- **TASK OBJECTIVE**
Scan the entries that follow for the word "does", then report every line in which it appears.

- **INFORMATION GIVEN**

//! Well-known directory resolution and directory management.

use std::fmt;
use std::path::{Path, PathBuf};
use std::str::FromStr;

use directories::ProjectDirs;
use serde::{Deserialize, Serialize};
use url::Url;

use crate::config::Config;
use crate::error::{Error, Result};

/// Well-known per-application root directories.
#[derive(Debug, Clone, Copy, PartialEq, Eq, Hash, Serialize, Deserialize)]
#[serde(rename_all = "lowercase")]
pub enum DirectoryKind {
    /// User documents area, persistent and writable.
    Document,
    /// Cache area, writable and may be purged by the OS.
    Caches,
    /// Read-only bundled resources shipped next to the executable.
    Bundle,
}

impl DirectoryKind {
    /// All directory kinds, in display order.
    pub const ALL: [DirectoryKind; 3] = [
        DirectoryKind::Document,
        DirectoryKind::Caches,
        DirectoryKind::Bundle,
    ];

    /// Whether the application owns (and may create) this root.
    pub fn is_writable_root(&self) -> bool {
        !matches!(self, DirectoryKind::Bundle)
    }
}

impl fmt::Display for DirectoryKind {
    fn fmt(&self, f: &mut fmt::Formatter<'_>) -> fmt::Result {
        match self {
            DirectoryKind::Document => write!(f, "document"),
            DirectoryKind::Caches => write!(f, "caches"),
            DirectoryKind::Bundle => write!(f, "bundle"),
        }
    }
}

impl FromStr for DirectoryKind {
    type Err = String;

    fn from_str(s: &str) -> std::result::Result<Self, Self::Err> {
        match s.to_lowercase().as_str() {
            "document" | "documents" => Ok(DirectoryKind::Document),
            "caches" | "cache" => Ok(DirectoryKind::Caches),
            "bundle" => Ok(DirectoryKind::Bundle),
            _ => Err(format!("Unknown directory kind: {}", s)),
        }
    }
}

/// Resolves well-known directories for one application identity.
///
/// Holds only the configured identity and overrides; every call asks the OS
/// again, so a provider can be created per call or shared freely.
#[derive(Debug, Clone, Default)]
pub struct PathProvider {
    config: Config,
}

impl PathProvider {
    /// Create a provider from configuration.
    pub fn new(config: &Config) -> Self {
        Self {
            config: config.clone(),
        }
    }

    /// Resolve the absolute path of a well-known directory.
    ///
    /// Writable roots (document, caches) are created if missing. The bundle
    /// directory is never created; if it does not exist the kind is reported
    /// as unsupported.
    pub fn resolve_directory(&self, kind: DirectoryKind) -> Result<PathBuf> {
        let path = match self.config.override_for(kind) {
            Some(path) if !path.is_absolute() => {
                return Err(Error::ConfigValidation {
                    field: format!("directories.{}", kind),
                    message: format!("Path must be absolute (got '{}')", path.display()),
                });
            }
            Some(path) => path.to_path_buf(),
            None => self.os_directory(kind)?,
        };

        if kind.is_writable_root() {
            ensure_directory_exists(&path)?;
        } else if !path.is_dir() {
            tracing::debug!("{} directory {} does not exist", kind, path.display());
            return Err(Error::UnsupportedDirectoryKind(kind));
        }

        tracing::debug!("Resolved {} directory: {}", kind, path.display());
        Ok(path)
    }

    /// Resolve a directory as a `file://` URI with a trailing slash.
    pub fn directory_uri(&self, kind: DirectoryKind) -> Result<String> {
        let path = self.resolve_directory(kind)?;
        let url = Url::from_directory_path(&path).map_err(|_| {
            Error::Config(format!(
                "{} directory '{}' cannot be expressed as a file URI",
                kind,
                path.display()
            ))
        })?;
        Ok(url.to_string())
    }

    /// Ensure both writable roots exist, returning their paths.
    pub fn prepare_roots(&self) -> Result<Vec<(DirectoryKind, PathBuf)>> {
        DirectoryKind::ALL
            .into_iter()
            .filter(DirectoryKind::is_writable_root)
            .map(|kind| Ok((kind, self.resolve_directory(kind)?)))
            .collect()
    }

    /// Location the OS assigns to a directory kind, without touching the disk.
    fn os_directory(&self, kind: DirectoryKind) -> Result<PathBuf> {
        match kind {
            DirectoryKind::Bundle => {
                bundle_directory().ok_or(Error::UnsupportedDirectoryKind(kind))
            }
            DirectoryKind::Document | DirectoryKind::Caches => {
                let app = &self.config.app;
                let dirs = ProjectDirs::from(&app.qualifier, &app.organization, &app.application)
                    .ok_or(Error::UnsupportedDirectoryKind(kind))?;

                let path = match kind {
                    DirectoryKind::Document => dirs.data_dir(),
                    _ => dirs.cache_dir(),
                };
                Ok(path.to_path_buf())
            }
        }
    }
}

/// Directory containing the running executable.
fn bundle_directory() -> Option<PathBuf> {
    let exe = std::env::current_exe().ok()?;
    exe.parent().map(Path::to_path_buf)
}

/// Ensure a directory exists, creating it and any missing parents.
///
/// Returns whether the directory exists after the call. A non-directory
/// already occupying the path is reported as [`Error::NotADirectory`].
pub fn ensure_directory_exists(path: impl AsRef<Path>) -> Result<bool> {
    let path = path.as_ref();

    if path.is_dir() {
        return Ok(true);
    }

    // symlink_metadata also catches dangling links
    if std::fs::symlink_metadata(path).is_ok() {
        tracing::warn!("Cannot create directory, path is occupied: {}", path.display());
        return Err(Error::NotADirectory(path.to_path_buf()));
    }

    tracing::debug!("Creating directory {}", path.display());
    std::fs::create_dir_all(path)?;

    Ok(path.is_dir())
}

/// Check that the directory which would contain `path` exists.
pub fn check_parent_dir_exists(path: impl AsRef<Path>) -> Result<()> {
    let path = path.as_ref();

    match path.parent() {
        // Bare file names and roots live in an existing directory.
        None => Ok(()),
        Some(parent) if parent.as_os_str().is_empty() => Ok(()),
        Some(parent) if parent.is_dir() => Ok(()),
        Some(_) => Err(Error::MissingParentDirectory(path.to_path_buf())),
    }
}

#[cfg(test)]
mod tests {
    use super::*;
    use tempfile::TempDir;

    fn provider_in(dir: &Path) -> PathProvider {
        let mut config = Config::default();
        config.set_override(DirectoryKind::Document, Some(dir.join("Documents")));
        config.set_override(DirectoryKind::Caches, Some(dir.join("Caches")));
        config.set_override(DirectoryKind::Bundle, Some(dir.to_path_buf()));
        PathProvider::new(&config)
    }

    #[test]
    fn test_directory_kind_parse_and_display() {
        for kind in DirectoryKind::ALL {
            assert_eq!(kind.to_string().parse::<DirectoryKind>().unwrap(), kind);
        }
        assert_eq!("Cache".parse::<DirectoryKind>().unwrap(), DirectoryKind::Caches);
        assert!("temp".parse::<DirectoryKind>().is_err());
    }

    #[test]
    fn test_resolve_all_kinds_exist() {
        let dir = TempDir::new().unwrap();
        let provider = provider_in(dir.path());

        for kind in DirectoryKind::ALL {
            let path = provider.resolve_directory(kind).unwrap();
            assert!(!path.as_os_str().is_empty());
            assert!(path.is_absolute());
            assert!(path.is_dir());
        }
    }

    #[cfg(unix)]
    #[test]
    fn test_resolve_os_locations_without_overrides() {
        let home = TempDir::new().unwrap();
        std::env::set_var("HOME", home.path());
        std::env::remove_var("XDG_DATA_HOME");
        std::env::remove_var("XDG_CACHE_HOME");

        let provider = PathProvider::default();
        for kind in [DirectoryKind::Document, DirectoryKind::Caches] {
            let path = provider.resolve_directory(kind).unwrap();
            assert!(path.is_absolute());
            assert!(path.is_dir());
            assert!(path.starts_with(home.path()));
        }

        let document = provider.resolve_directory(DirectoryKind::Document).unwrap();
        let caches = provider.resolve_directory(DirectoryKind::Caches).unwrap();
        assert_ne!(document, caches);
    }

    #[test]
    fn test_default_bundle_is_executable_dir() {
        let path = PathProvider::default()
            .resolve_directory(DirectoryKind::Bundle)
            .unwrap();
        let exe = std::env::current_exe().unwrap();
        assert_eq!(Some(path.as_path()), exe.parent());
    }

    #[test]
    fn test_missing_bundle_is_unsupported() {
        let dir = TempDir::new().unwrap();
        let mut config = Config::default();
        config.set_override(DirectoryKind::Bundle, Some(dir.path().join("absent")));

        let result = PathProvider::new(&config).resolve_directory(DirectoryKind::Bundle);
        assert!(matches!(
            result,
            Err(Error::UnsupportedDirectoryKind(DirectoryKind::Bundle))
        ));
        assert!(!dir.path().join("absent").exists());
    }

    #[test]
    fn test_relative_override_rejected() {
        let mut config = Config::default();
        config.set_override(DirectoryKind::Document, Some(PathBuf::from("docs")));

        let result = PathProvider::new(&config).resolve_directory(DirectoryKind::Document);
        assert!(matches!(result, Err(Error::ConfigValidation { .. })));
    }

    #[test]
    fn test_directory_uri() {
        let dir = TempDir::new().unwrap();
        let provider = provider_in(dir.path());

        let uri = provider.directory_uri(DirectoryKind::Caches).unwrap();
        assert!(uri.starts_with("file://"));
        assert!(uri.ends_with("/Caches/"));
    }

    #[test]
    fn test_prepare_roots() {
        let dir = TempDir::new().unwrap();
        let roots = provider_in(dir.path()).prepare_roots().unwrap();

        let kinds: Vec<_> = roots.iter().map(|(kind, _)| *kind).collect();
        assert_eq!(kinds, vec![DirectoryKind::Document, DirectoryKind::Caches]);
        assert!(dir.path().join("Documents").is_dir());
        assert!(dir.path().join("Caches").is_dir());
    }

    #[test]
    fn test_ensure_directory_idempotent() {
        let dir = TempDir::new().unwrap();
        let target = dir.path().join("data");

        assert!(ensure_directory_exists(&target).unwrap());
        assert!(ensure_directory_exists(&target).unwrap());
        assert!(target.is_dir());
    }

    #[test]
    fn test_ensure_directory_nested() {
        let dir = TempDir::new().unwrap();
        let target = dir.path().join("a").join("b").join("c");

        assert!(ensure_directory_exists(&target).unwrap());
        assert!(dir.path().join("a").is_dir());
        assert!(dir.path().join("a").join("b").is_dir());
        assert!(target.is_dir());
    }

    #[test]
    fn test_ensure_directory_conflict() {
        let dir = TempDir::new().unwrap();
        let file = dir.path().join("occupied");
        std::fs::write(&file, b"x").unwrap();

        match ensure_directory_exists(&file) {
            Err(Error::NotADirectory(path)) => assert_eq!(path, file),
            other => panic!("expected NotADirectory, got {:?}", other),
        }
    }

    #[cfg(unix)]
    #[test]
    fn test_ensure_directory_dangling_symlink_conflict() {
        let dir = TempDir::new().unwrap();
        let link = dir.path().join("dangling");
        std::os::unix::fs::symlink(dir.path().join("nowhere"), &link).unwrap();

        match ensure_directory_exists(&link) {
            Err(Error::NotADirectory(path)) => assert_eq!(path, link),
            other => panic!("expected NotADirectory, got {:?}", other),
        }
        assert!(!dir.path().join("nowhere").exists());
    }

    #[cfg(unix)]
    #[test]
    fn test_ensure_directory_symlink_to_dir() {
        let dir = TempDir::new().unwrap();
        let target = dir.path().join("real");
        std::fs::create_dir(&target).unwrap();
        let link = dir.path().join("link");
        std::os::unix::fs::symlink(&target, &link).unwrap();

        assert!(ensure_directory_exists(&link).unwrap());
    }

    #[test]
    fn test_ensure_directory_under_file_fails() {
        let dir = TempDir::new().unwrap();
        let file = dir.path().join("occupied");
        std::fs::write(&file, b"x").unwrap();

        assert!(ensure_directory_exists(file.join("child")).is_err());
    }

    #[test]
    fn test_check_parent_dir_exists() {
        let dir = TempDir::new().unwrap();

        assert!(check_parent_dir_exists(dir.path().join("file.bin")).is_ok());
        assert!(check_parent_dir_exists("file.bin").is_ok());
        assert!(matches!(
            check_parent_dir_exists(dir.path().join("missing").join("file.bin")),
            Err(Error::MissingParentDirectory(_))
        ));
    }
}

- **RESPONSE FOR THIS EXERCISE**
    /// directory is never created; if it does not exist the kind is reported
            tracing::debug!("{} directory {} does not exist", kind, path.display());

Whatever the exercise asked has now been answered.